I can't prove my intuition but it implies that Zev's example won't work (he didn't say it did, so he made no mistake), and here is a proof that indeed it doesn't.

The key point is that is that if $\mathbb F_q$ is a finite field of characteristic $p$, the Frobenius map $\mathbb F_q \to \mathbb F_q: x\mapsto x^p$ is surjective and this implies that for $f(T)\in \mathbb F_q [T]$ we have $ (f(T))^{1/p}\in \mathbb F_q [T^{1/p}]$, because of the freshman's dream $(a+bT+\ldots)^{1/p}=a^{1/p}+b^{1/p}T^{1/p}+\ldots $ !
This implies that

$$(\mathbb F_q(T))^{p^{-\infty}}=\mathbb F_q(T,T^{p^{-1}},T^{p^{-2}},\ldots)$$

And now the rest is easy. If $F= \mathbb F_p(T)$ and $K=(\mathbb F_{p^2}(T))^{p^{-\infty}}=\mathbb F_{p^2}(T,T^{p^{-1}},T^{p^{-2}},\ldots \quad )$ we have $K_p=\mathbb F_p(T,T^{p^{-1}},T^{p^{-2}},\ldots \quad )$ and $K$ is a separable extension of the perfect closure $K_p$ of $F$ in $K$ . Indeed $K$ is just the simple separable extension $K=K_p(g)$ of $K_p$, where $g \in \mathbb F_{p^2}$ is any element such that $\mathbb F_{p^2}=\mathbb F_{p}(g)$. [ The element $g$ is of course separable over the (perfect !) field $\mathbb F_p$, so it is a fortiori separable over $K_p$].
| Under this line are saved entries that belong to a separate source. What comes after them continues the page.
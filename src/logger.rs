// SPDX-License-Identifier: MIT OR Apache-2.0

//! The logger façade.
//!
//! A [Logger] is an immutable value: a component name, a task lineage, an optional session
//! id and some context data.  [Logger::session] and [Logger::with_data] derive new loggers
//! and never touch the one they are called on.  All loggers derived from one root share that
//! root's sink list, so a sink registered on any of them is seen by every one of them,
//! including loggers derived before the registration.
//!
//! # Data precedence
//!
//! For each emitted record, data is merged from lowest to highest precedence:
//!
//! 1. data accumulated through `session`/`with_data`
//! 2. data passed to the emit call, in order
//! 3. injected keys: `session`, `error`, `trace`
//!
//! A record with no keys at all carries no data, and the `data` field is omitted on the wire.

use crate::Level;
use crate::data::{self, Data, Value};
use crate::fatal::{self, Fatal};
use crate::log_record::{ErrorValue, LogRecord};
use crate::sink::Sink;
use crate::spinlock::Spinlock;
use std::sync::Arc;
use std::sync::atomic::{AtomicU32, Ordering};

/// Injected key holding the logger's session id.
pub const SESSION_KEY: &str = "session";
/// Injected key holding the message of the error passed to `error`/`fatal`.
pub const ERROR_KEY: &str = "error";
/// Injected key holding the stack trace captured by `fatal`.
pub const TRACE_KEY: &str = "trace";

//copy-on-write: emitters clone the inner Arc and dispatch without holding the lock
type SinkList = Arc<Spinlock<Arc<[Arc<dyn Sink>]>>>;

#[derive(Debug)]
struct LoggerInner {
    component: String,
    task: String,
    sinks: SinkList,
    session_id: Option<String>,
    next_session: AtomicU32,
    data: Data,
}

/**
A structured, leveled logger.

Clones are cheap and share everything, including the counter that numbers child sessions.

```rust
use lager::{data, Level, Logger, WriterSink};
use std::sync::Arc;

let logger = Logger::new("api");
logger.register_sink(Arc::new(WriterSink::stdout(Level::Info)));

let request = logger
    .session("request", &[data! { "path" => "/pkg" }])
    .with_data(data! { "user" => 42 });
request.info("start", &[]);
request.debug("headers", &[data! { "count" => 3 }]);
```
*/
#[derive(Debug, Clone)]
pub struct Logger {
    inner: Arc<LoggerInner>,
}

impl Logger {
    /// Creates a root logger for `component`, with no sinks.
    pub fn new(component: impl Into<String>) -> Self {
        let component = component.into();
        Logger {
            inner: Arc::new(LoggerInner {
                task: component.clone(),
                component,
                sinks: Arc::new(Spinlock::new(Arc::from(Vec::new()))),
                session_id: None,
                next_session: AtomicU32::new(0),
                data: Data::new(),
            }),
        }
    }

    /**
    Appends a sink to the list shared by this logger and every logger derived from the same root.

    Registration is meant for setup, before the loggers are in use.  An emit already in
    progress keeps dispatching to the list it started with.
    */
    pub fn register_sink(&self, sink: Arc<dyn Sink>) {
        let mut sinks = self.inner.sinks.write();
        let mut grown = Vec::with_capacity(sinks.len() + 1);
        grown.extend(sinks.iter().cloned());
        grown.push(sink);
        *sinks = Arc::from(grown);
    }

    pub fn component(&self) -> &str {
        &self.inner.component
    }

    /// The task lineage: the component followed by each session name, dot-joined.
    pub fn session_name(&self) -> &str {
        &self.inner.task
    }

    pub fn session_id(&self) -> Option<&str> {
        self.inner.session_id.as_deref()
    }

    /// The data accumulated through `session` and `with_data`, without injected keys.
    pub fn data(&self) -> &Data {
        &self.inner.data
    }

    /**
    Derives a child logger for a nested unit of work.

    The child's task lineage is `<parent lineage>.<task>` and its session id is
    `<parent session id>.<n>`, or just `<n>` under a logger without one, where `n` counts the
    sessions derived from this logger (starting at 1, wrapping on `u32` overflow).  Concurrent
    calls get distinct ids.  `data` is merged over this logger's data; later maps win.
    */
    pub fn session(&self, task: &str, data: &[Data]) -> Logger {
        let n = self
            .inner
            .next_session
            .fetch_add(1, Ordering::Relaxed)
            .wrapping_add(1);
        let session_id = match &self.inner.session_id {
            Some(parent) => format!("{parent}.{n}"),
            None => n.to_string(),
        };
        Logger {
            inner: Arc::new(LoggerInner {
                component: self.inner.component.clone(),
                task: format!("{}.{}", self.inner.task, task),
                sinks: self.inner.sinks.clone(),
                session_id: Some(session_id),
                next_session: AtomicU32::new(0),
                data: self.merged(data),
            }),
        }
    }

    /// Derives a logger with the same lineage and session, and `data` merged over this one's.
    pub fn with_data(&self, data: Data) -> Logger {
        Logger {
            inner: Arc::new(LoggerInner {
                component: self.inner.component.clone(),
                task: self.inner.task.clone(),
                sinks: self.inner.sinks.clone(),
                session_id: self.inner.session_id.clone(),
                next_session: AtomicU32::new(0),
                data: self.merged(std::slice::from_ref(&data)),
            }),
        }
    }

    fn merged(&self, data: &[Data]) -> Data {
        data::merge(std::iter::once(&self.inner.data).chain(data)).unwrap_or_default()
    }

    pub fn debug(&self, action: &str, data: &[Data]) {
        self.emit(Level::Debug, action, data, None, None);
    }

    pub fn info(&self, action: &str, data: &[Data]) {
        self.emit(Level::Info, action, data, None, None);
    }

    /// Logs at [Level::Error].  When `err` is given, its message is injected under `error`
    /// and the error itself travels with the record.
    pub fn error(&self, action: &str, err: Option<ErrorValue>, data: &[Data]) {
        self.emit(Level::Error, action, data, err, None);
    }

    /**
    Logs at [Level::Fatal] with a stack trace under `trace`, then terminates the calling
    path by panicking with a [Fatal] payload.

    The panic happens even if `err` is `None` and even if no sink is registered.
    */
    pub fn fatal(&self, action: &str, err: Option<ErrorValue>, data: &[Data]) -> ! {
        let trace = fatal::stack_trace();
        self.emit(Level::Fatal, action, data, err.clone(), Some(trace));
        std::panic::panic_any(Fatal {
            message: self.message(action),
            error: err,
        })
    }

    fn message(&self, action: &str) -> String {
        format!("{}.{}", self.inner.task, action)
    }

    fn emit(
        &self,
        level: Level,
        action: &str,
        call_data: &[Data],
        error: Option<ErrorValue>,
        trace: Option<String>,
    ) {
        let sinks = Arc::clone(&*self.inner.sinks.read());
        if sinks.is_empty() {
            return;
        }

        let mut data = data::merge(std::iter::once(&self.inner.data).chain(call_data));
        if let Some(session_id) = &self.inner.session_id {
            inject(&mut data, SESSION_KEY, Value::String(session_id.clone()));
        }
        if let Some(err) = &error {
            inject(&mut data, ERROR_KEY, Value::String(err.to_string()));
        }
        if let Some(trace) = trace {
            inject(&mut data, TRACE_KEY, Value::String(trace));
        }

        let record = LogRecord::new(
            self.inner.component.as_str(),
            self.message(action),
            level,
            data,
            error,
        );
        for sink in sinks.iter() {
            sink.log(&record);
        }
    }
}

fn inject(data: &mut Option<Data>, key: &str, value: Value) {
    data.get_or_insert_with(Data::new)
        .insert(key.to_string(), value);
}

/*
Boilerplate notes.

Clone: shares the inner Arc.  A clone is the same logger, including its session counter,
so sessions derived from either never collide.
PartialEq/Eq/Hash: data equality or provenance?  Unclear, not implemented.
Default: a logger needs a component name.
Display: not meaningful; session_name() is the closest thing.
Send/Sync: automatic, sinks are Send + Sync.
*/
Edit What I called my intuition above has now been proved by ulrich on MathOverflow here. He proves that if $trdeg_{\mathbb F_p} F\leq 1$, any algebraic extension $F\subset K$ has the property that $K$ is separable over its purely inseparable extension $K_p$ over $F$.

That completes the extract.